# Activity
Scan the entries below for the word "AppConfig". Copy out every line in which it occurs.

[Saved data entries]
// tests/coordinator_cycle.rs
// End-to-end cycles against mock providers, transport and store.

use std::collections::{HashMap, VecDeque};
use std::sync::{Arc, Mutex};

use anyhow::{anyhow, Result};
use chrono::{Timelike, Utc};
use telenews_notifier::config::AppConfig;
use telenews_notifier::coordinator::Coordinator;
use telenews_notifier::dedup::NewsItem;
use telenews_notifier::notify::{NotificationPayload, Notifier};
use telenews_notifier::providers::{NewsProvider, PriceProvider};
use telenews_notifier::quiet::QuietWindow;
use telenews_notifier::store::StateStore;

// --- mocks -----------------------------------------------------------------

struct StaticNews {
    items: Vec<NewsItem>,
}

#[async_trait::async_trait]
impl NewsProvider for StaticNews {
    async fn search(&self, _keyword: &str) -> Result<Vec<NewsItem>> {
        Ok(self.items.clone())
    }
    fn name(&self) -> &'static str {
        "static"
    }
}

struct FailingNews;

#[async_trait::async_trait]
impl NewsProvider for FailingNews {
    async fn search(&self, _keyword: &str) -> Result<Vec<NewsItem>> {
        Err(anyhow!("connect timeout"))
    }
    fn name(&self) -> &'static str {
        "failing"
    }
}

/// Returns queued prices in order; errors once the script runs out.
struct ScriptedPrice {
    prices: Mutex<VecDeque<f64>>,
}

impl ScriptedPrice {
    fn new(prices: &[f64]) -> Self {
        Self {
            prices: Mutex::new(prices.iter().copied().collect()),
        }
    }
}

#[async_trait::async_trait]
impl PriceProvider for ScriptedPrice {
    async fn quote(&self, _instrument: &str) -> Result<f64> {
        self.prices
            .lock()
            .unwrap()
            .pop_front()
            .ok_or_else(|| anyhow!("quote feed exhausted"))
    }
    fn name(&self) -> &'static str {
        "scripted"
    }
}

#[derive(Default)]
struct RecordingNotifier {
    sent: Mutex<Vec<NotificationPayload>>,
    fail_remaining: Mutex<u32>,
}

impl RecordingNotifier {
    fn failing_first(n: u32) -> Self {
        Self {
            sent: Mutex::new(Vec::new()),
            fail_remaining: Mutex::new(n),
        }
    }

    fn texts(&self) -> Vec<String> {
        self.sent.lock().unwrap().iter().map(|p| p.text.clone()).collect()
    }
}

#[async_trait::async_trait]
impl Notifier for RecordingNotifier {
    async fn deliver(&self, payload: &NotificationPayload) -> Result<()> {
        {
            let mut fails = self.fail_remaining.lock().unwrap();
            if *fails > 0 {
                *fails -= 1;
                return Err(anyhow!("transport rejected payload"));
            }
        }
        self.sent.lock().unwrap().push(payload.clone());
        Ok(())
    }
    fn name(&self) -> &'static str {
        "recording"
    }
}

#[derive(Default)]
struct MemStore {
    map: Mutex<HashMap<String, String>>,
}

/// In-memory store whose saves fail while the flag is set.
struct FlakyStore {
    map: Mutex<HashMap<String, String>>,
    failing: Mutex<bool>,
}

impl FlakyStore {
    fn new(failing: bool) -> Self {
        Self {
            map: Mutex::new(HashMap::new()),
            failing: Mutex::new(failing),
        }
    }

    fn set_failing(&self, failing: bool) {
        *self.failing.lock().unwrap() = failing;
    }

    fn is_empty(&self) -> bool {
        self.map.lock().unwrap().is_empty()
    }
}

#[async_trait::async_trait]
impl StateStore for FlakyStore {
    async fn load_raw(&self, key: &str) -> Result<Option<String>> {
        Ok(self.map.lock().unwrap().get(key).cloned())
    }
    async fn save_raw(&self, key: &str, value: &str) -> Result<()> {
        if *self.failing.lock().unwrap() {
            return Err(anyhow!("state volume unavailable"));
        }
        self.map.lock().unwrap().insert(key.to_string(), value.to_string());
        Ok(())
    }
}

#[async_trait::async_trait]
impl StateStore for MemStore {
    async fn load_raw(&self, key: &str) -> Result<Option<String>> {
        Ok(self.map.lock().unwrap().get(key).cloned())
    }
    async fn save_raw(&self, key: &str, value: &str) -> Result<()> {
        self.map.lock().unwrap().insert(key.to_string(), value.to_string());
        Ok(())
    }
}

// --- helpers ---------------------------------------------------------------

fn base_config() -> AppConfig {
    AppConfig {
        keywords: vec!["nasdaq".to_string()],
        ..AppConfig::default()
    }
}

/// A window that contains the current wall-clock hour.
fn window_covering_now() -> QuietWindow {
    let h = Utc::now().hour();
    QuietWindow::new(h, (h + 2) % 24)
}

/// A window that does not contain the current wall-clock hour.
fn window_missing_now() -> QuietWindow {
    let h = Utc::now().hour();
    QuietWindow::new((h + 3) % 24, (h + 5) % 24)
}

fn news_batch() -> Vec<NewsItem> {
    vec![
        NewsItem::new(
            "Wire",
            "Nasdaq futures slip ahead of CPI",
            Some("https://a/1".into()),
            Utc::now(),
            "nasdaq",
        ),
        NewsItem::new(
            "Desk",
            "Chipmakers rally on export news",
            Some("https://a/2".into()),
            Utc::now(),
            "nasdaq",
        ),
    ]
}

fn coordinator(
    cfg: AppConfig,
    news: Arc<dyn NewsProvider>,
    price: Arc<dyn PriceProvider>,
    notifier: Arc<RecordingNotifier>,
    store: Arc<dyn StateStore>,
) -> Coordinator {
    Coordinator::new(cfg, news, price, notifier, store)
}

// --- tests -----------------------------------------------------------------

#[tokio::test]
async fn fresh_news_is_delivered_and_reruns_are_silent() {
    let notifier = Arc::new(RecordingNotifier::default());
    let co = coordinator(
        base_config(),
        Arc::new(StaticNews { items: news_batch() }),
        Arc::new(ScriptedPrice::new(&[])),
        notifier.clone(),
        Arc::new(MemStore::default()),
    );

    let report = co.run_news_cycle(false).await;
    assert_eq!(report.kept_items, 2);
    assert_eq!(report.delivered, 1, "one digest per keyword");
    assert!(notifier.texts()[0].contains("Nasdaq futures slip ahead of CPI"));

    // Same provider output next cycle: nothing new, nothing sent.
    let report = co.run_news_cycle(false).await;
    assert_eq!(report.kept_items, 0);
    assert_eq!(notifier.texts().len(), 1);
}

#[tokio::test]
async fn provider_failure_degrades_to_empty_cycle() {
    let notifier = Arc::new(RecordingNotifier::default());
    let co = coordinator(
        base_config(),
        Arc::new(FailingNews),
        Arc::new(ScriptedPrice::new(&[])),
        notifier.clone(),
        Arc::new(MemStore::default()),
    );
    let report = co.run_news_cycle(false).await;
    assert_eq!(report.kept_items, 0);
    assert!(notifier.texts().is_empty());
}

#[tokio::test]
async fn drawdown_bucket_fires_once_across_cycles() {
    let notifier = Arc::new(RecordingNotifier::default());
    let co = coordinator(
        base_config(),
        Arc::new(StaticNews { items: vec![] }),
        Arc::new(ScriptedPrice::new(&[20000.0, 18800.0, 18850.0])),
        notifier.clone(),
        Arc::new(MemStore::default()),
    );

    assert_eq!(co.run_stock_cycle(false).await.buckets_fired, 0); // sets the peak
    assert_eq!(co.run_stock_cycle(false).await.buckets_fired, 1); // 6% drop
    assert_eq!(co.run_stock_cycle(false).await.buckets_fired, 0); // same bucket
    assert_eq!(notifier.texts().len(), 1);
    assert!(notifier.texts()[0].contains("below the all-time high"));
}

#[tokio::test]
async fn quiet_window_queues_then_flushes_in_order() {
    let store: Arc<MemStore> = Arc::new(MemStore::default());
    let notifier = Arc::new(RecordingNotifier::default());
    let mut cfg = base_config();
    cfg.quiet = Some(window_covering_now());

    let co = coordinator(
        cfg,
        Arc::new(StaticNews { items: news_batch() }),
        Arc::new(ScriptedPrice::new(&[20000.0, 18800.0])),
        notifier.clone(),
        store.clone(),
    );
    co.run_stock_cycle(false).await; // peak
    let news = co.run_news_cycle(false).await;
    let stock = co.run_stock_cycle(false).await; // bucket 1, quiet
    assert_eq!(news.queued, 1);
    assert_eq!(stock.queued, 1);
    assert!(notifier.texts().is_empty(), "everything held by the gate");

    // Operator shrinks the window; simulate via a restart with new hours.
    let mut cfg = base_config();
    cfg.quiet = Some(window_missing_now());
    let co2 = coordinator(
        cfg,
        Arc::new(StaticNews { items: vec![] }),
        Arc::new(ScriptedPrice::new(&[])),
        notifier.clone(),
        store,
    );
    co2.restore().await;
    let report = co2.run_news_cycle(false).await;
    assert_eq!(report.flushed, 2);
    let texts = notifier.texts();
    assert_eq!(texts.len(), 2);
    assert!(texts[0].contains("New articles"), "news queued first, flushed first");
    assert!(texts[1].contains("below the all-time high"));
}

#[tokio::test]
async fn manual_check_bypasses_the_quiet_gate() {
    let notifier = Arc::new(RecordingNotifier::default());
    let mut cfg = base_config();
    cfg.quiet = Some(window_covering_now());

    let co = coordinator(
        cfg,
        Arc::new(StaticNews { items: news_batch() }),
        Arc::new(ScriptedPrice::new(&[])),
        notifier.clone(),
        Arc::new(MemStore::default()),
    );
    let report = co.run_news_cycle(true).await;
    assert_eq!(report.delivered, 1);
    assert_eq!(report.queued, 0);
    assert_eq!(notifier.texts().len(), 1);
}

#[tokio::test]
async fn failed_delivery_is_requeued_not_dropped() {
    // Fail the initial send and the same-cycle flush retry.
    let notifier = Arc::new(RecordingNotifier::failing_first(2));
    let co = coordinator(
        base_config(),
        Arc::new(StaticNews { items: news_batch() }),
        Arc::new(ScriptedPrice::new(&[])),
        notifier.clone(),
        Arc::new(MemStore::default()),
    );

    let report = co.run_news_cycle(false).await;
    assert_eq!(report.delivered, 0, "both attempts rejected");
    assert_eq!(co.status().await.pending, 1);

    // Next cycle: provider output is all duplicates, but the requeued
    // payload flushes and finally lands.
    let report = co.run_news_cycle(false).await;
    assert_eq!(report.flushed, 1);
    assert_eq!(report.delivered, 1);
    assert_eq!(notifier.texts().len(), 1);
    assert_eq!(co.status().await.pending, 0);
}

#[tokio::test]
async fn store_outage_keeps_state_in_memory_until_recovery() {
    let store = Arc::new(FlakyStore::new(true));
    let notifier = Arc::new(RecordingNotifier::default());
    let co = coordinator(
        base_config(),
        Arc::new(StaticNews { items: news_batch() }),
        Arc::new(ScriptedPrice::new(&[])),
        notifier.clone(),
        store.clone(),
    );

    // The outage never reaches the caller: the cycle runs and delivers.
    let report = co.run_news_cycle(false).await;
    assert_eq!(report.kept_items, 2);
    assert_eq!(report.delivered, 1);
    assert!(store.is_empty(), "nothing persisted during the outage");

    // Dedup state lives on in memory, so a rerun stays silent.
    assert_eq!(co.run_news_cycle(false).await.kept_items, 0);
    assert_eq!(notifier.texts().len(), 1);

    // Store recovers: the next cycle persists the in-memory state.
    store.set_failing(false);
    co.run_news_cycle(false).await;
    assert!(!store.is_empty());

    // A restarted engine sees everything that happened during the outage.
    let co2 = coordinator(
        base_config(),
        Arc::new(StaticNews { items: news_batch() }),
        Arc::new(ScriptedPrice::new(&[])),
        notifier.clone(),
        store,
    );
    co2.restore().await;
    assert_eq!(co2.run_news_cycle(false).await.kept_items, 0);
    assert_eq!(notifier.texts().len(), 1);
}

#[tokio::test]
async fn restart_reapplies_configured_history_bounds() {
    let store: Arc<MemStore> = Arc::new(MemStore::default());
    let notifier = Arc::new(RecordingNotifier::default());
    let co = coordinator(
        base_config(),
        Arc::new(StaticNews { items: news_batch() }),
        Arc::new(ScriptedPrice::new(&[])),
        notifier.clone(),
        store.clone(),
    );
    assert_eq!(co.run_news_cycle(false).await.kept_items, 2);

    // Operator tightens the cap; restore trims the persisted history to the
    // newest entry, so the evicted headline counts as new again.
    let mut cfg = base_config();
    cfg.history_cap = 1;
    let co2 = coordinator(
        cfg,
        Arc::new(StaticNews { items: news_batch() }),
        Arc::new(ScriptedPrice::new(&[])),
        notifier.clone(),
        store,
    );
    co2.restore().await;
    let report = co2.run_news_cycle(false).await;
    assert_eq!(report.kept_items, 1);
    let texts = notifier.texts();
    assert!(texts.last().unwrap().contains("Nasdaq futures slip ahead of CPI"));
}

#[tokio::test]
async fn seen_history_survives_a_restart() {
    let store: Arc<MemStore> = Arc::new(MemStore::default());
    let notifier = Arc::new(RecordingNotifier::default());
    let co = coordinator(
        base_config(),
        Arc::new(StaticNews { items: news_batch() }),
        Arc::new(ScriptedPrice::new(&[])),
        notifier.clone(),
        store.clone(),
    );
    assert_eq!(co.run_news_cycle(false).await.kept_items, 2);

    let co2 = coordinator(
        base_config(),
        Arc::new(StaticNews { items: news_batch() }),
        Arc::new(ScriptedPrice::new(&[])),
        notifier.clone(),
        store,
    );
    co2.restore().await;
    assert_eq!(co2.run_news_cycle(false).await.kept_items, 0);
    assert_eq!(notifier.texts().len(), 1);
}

# Expected answer
use telenews_notifier::config::AppConfig;
fn base_config() -> AppConfig {
    AppConfig {
        ..AppConfig::default()
    cfg: AppConfig,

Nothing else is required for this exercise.